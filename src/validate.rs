//! One monitoring cycle over the whole service table.
//!
//! Rules state the condition that is wrong: `size gt N` fires when the
//! observed size exceeds N, `status ne 0` when the program exited
//! non-zero. `exist` is the exception and fires when the entity is gone.
use chrono::{DateTime, Local};
use tracing::{debug, warn};

use crate::control;
use crate::cron;
use crate::error::VigilError;
use crate::event::{Event, EventKind, EventState};
use crate::run::Engine;
use crate::sample::Sampler;
use crate::service::{Action, CommandSpec, Monitor, RuleTest, Service, ServiceType};

/// An action queued while the table lock was held, dispatched afterwards.
struct PendingAction {
    action: Action,
    exec: Option<(Service, CommandSpec)>,
}

/// Runs one cycle: every enabled service is sampled and its rules
/// evaluated in configuration order; resulting actions are dispatched and
/// the restart budget enforced.
pub fn validate(engine: &Engine, sampler: &mut Sampler) -> Result<(), VigilError> {
    let cycle = engine.next_cycle();
    let now = Local::now();
    debug!("validate cycle {cycle}");

    let names: Vec<String> = {
        let table = engine.services.lock()?;
        table.iter().map(|s| s.name.clone()).collect()
    };

    for name in names {
        if engine.flags.stopped() {
            break;
        }
        let pending = check_service(engine, sampler, &name, &now)?;
        for pending in pending {
            dispatch(engine, &name, pending)?;
        }
        enforce_budget(engine, &name, cycle)?;
    }
    Ok(())
}

/// Evaluates one service under the table lock and returns the actions to
/// run once the lock is released.
fn check_service(
    engine: &Engine,
    sampler: &mut Sampler,
    name: &str,
    now: &DateTime<Local>,
) -> Result<Vec<PendingAction>, VigilError> {
    let mut table = engine.services.lock()?;
    let Some(service) = table.get_mut(name) else {
        return Ok(Vec::new());
    };

    match service.monitor {
        Monitor::Not => return Ok(Vec::new()),
        Monitor::Init => {
            // First cycle after enabling: populate the observation only.
            if let Err(e) = sampler.refresh(service, &engine.flags.stopped) {
                debug!("'{}' initial sample failed: {e}", service.name);
            }
            service.monitor = Monitor::Yes;
            return Ok(Vec::new());
        }
        Monitor::Yes | Monitor::Waiting => {}
    }

    let sample_ok = match sampler.refresh(service, &engine.flags.stopped) {
        Ok(()) => true,
        Err(message) => {
            Event::new(
                service.name.clone(),
                EventKind::Instance,
                EventState::Failed,
                Action::Alert,
                message,
            )
            .post();
            false
        }
    };

    let mut pending = Vec::new();
    for i in 0..service.rules.len() {
        let rule = service.rules[i].clone();
        if let Some(expr) = &rule.every
            && !cron::matches(expr, now)
        {
            continue;
        }

        let Some(violated) = rule_violated(service, &rule.test, sample_ok) else {
            continue;
        };
        let previous = service.rule_state[i];
        service.rule_state[i] = Some(violated);

        if violated {
            Event::new(
                service.name.clone(),
                rule_event_kind(&rule.test),
                EventState::Failed,
                rule.action,
                failure_message(service, &rule.test),
            )
            .post();
            let exec = match rule.action {
                Action::Exec => rule
                    .exec
                    .clone()
                    .map(|spec| ((*service).clone(), spec)),
                _ => None,
            };
            pending.push(PendingAction {
                action: rule.action,
                exec,
            });
        } else if previous == Some(true) {
            Event::new(
                service.name.clone(),
                rule_event_kind(&rule.test),
                EventState::Succeeded,
                rule.action,
                format!("{} test succeeded", rule.test.name()),
            )
            .post();
        }
    }
    Ok(pending)
}

/// Runs one queued action. Alerts were already delivered when the event
/// was posted; everything else goes through the dispatcher.
fn dispatch(engine: &Engine, name: &str, pending: PendingAction) -> Result<(), VigilError> {
    match pending.action {
        Action::Ignore | Action::Alert => Ok(()),
        Action::Exec => {
            if let Some((service, spec)) = pending.exec {
                let outcome = control::run_exec(&engine.conf, &engine.flags, &service, &spec);
                if outcome.status != 0 {
                    warn!(
                        "'{}' exec '{}' exited with status {} -- {}",
                        name,
                        spec.program(),
                        outcome.status,
                        outcome.message
                    );
                }
            } else {
                debug!("'{name}' exec skipped -- command not defined");
            }
            Ok(())
        }
        action => control::control(engine, name, action),
    }
}

/// Disables a service that burned through its restart budget.
fn enforce_budget(engine: &Engine, name: &str, cycle: u64) -> Result<(), VigilError> {
    let mut table = engine.services.lock()?;
    let Some(service) = table.get_mut(name) else {
        return Ok(());
    };
    if service.monitor != Monitor::Not && service.budget.exceeded(cycle) {
        let count = service.budget.count_in_window(cycle);
        let window = service.budget.cycles;
        Event::new(
            service.name.clone(),
            EventKind::Instance,
            EventState::Failed,
            Action::Unmonitor,
            format!(
                "restart limit exceeded -- {count} starts within {window} cycles, monitoring disabled"
            ),
        )
        .post();
        service.monitor_unset();
    }
    Ok(())
}

/// Whether a rule's failure condition holds. `None` means the rule cannot
/// be evaluated this cycle and keeps its previous state.
fn rule_violated(service: &Service, test: &RuleTest, sample_ok: bool) -> Option<bool> {
    if let RuleTest::Exist = test {
        return Some(!exists(service, sample_ok));
    }
    if !sample_ok {
        return None;
    }
    let info = &service.info;
    Some(match test {
        RuleTest::Exist => unreachable!(),
        RuleTest::Size { operator, bytes } => operator.compare(info.size, *bytes),
        RuleTest::Permission { mode } => info.mode != *mode,
        RuleTest::Checksum { expect } => {
            info.checksum.as_deref() != Some(expect.as_str())
        }
        RuleTest::Space { operator, percent } => {
            operator.compare(info.space_percent, *percent)
        }
        RuleTest::Cpu { operator, percent } => {
            operator.compare(info.cpu_percent, *percent)
        }
        RuleTest::Memory { operator, kbytes } => {
            operator.compare(info.mem_kbyte, *kbytes)
        }
        RuleTest::Children { operator, count } => {
            operator.compare(info.children, *count)
        }
        RuleTest::Connection { .. } => info.response_ms.is_none(),
        RuleTest::Status { operator, value } => match info.exit_status {
            Some(actual) => operator.compare(actual, *value),
            None => true,
        },
    })
}

fn exists(service: &Service, sample_ok: bool) -> bool {
    match service.kind {
        ServiceType::Process => service.info.pid != 0,
        ServiceType::Host | ServiceType::Network => service.info.response_ms.is_some(),
        ServiceType::Program => sample_ok && service.info.exit_status.is_some(),
        ServiceType::System => true,
        ServiceType::File
        | ServiceType::Directory
        | ServiceType::Fifo
        | ServiceType::Filesystem => sample_ok,
    }
}

fn rule_event_kind(test: &RuleTest) -> EventKind {
    match test {
        RuleTest::Exist => EventKind::Exist,
        RuleTest::Size { .. }
        | RuleTest::Permission { .. }
        | RuleTest::Checksum { .. }
        | RuleTest::Space { .. } => EventKind::Data,
        RuleTest::Cpu { .. } | RuleTest::Memory { .. } | RuleTest::Children { .. } => {
            EventKind::Resource
        }
        RuleTest::Connection { .. } => EventKind::Connection,
        RuleTest::Status { .. } => EventKind::Status,
    }
}

fn failure_message(service: &Service, test: &RuleTest) -> String {
    let info = &service.info;
    match test {
        RuleTest::Exist => "does not exist".to_string(),
        RuleTest::Size { bytes, .. } => {
            format!("size test failed -- current size {} B, limit {bytes} B", info.size)
        }
        RuleTest::Permission { mode } => format!(
            "permission test failed -- current mode {:04o}, expected {mode:04o}",
            info.mode
        ),
        RuleTest::Checksum { .. } => "checksum changed".to_string(),
        RuleTest::Space { percent, .. } => format!(
            "space usage {:.1}% exceeds limit {percent:.1}%",
            info.space_percent
        ),
        RuleTest::Cpu { percent, .. } => format!(
            "cpu usage {:.1}% exceeds limit {percent:.1}%",
            info.cpu_percent
        ),
        RuleTest::Memory { kbytes, .. } => format!(
            "memory usage {} kB exceeds limit {kbytes} kB",
            info.mem_kbyte
        ),
        RuleTest::Children { count, .. } => {
            format!("children {} off limit {count}", info.children)
        }
        RuleTest::Connection { timeout } => {
            format!("connection test failed within {timeout} s")
        }
        RuleTest::Status { value, .. } => match info.exit_status {
            Some(actual) => format!("status test failed -- exit status {actual}, test against {value}"),
            None => "status test failed -- program did not run".to_string(),
        },
    }
}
....
#### [REQUIREMENT]
Write out, word for word, all lines from the line that holds "failed -- exit" through the last line of the listing, with both end lines kept.

#### [SOLUTION]
            Some(actual) => format!("status test failed -- exit status {actual}, test against {value}"),
            None => "status test failed -- program did not run".to_string(),
        },
    }
}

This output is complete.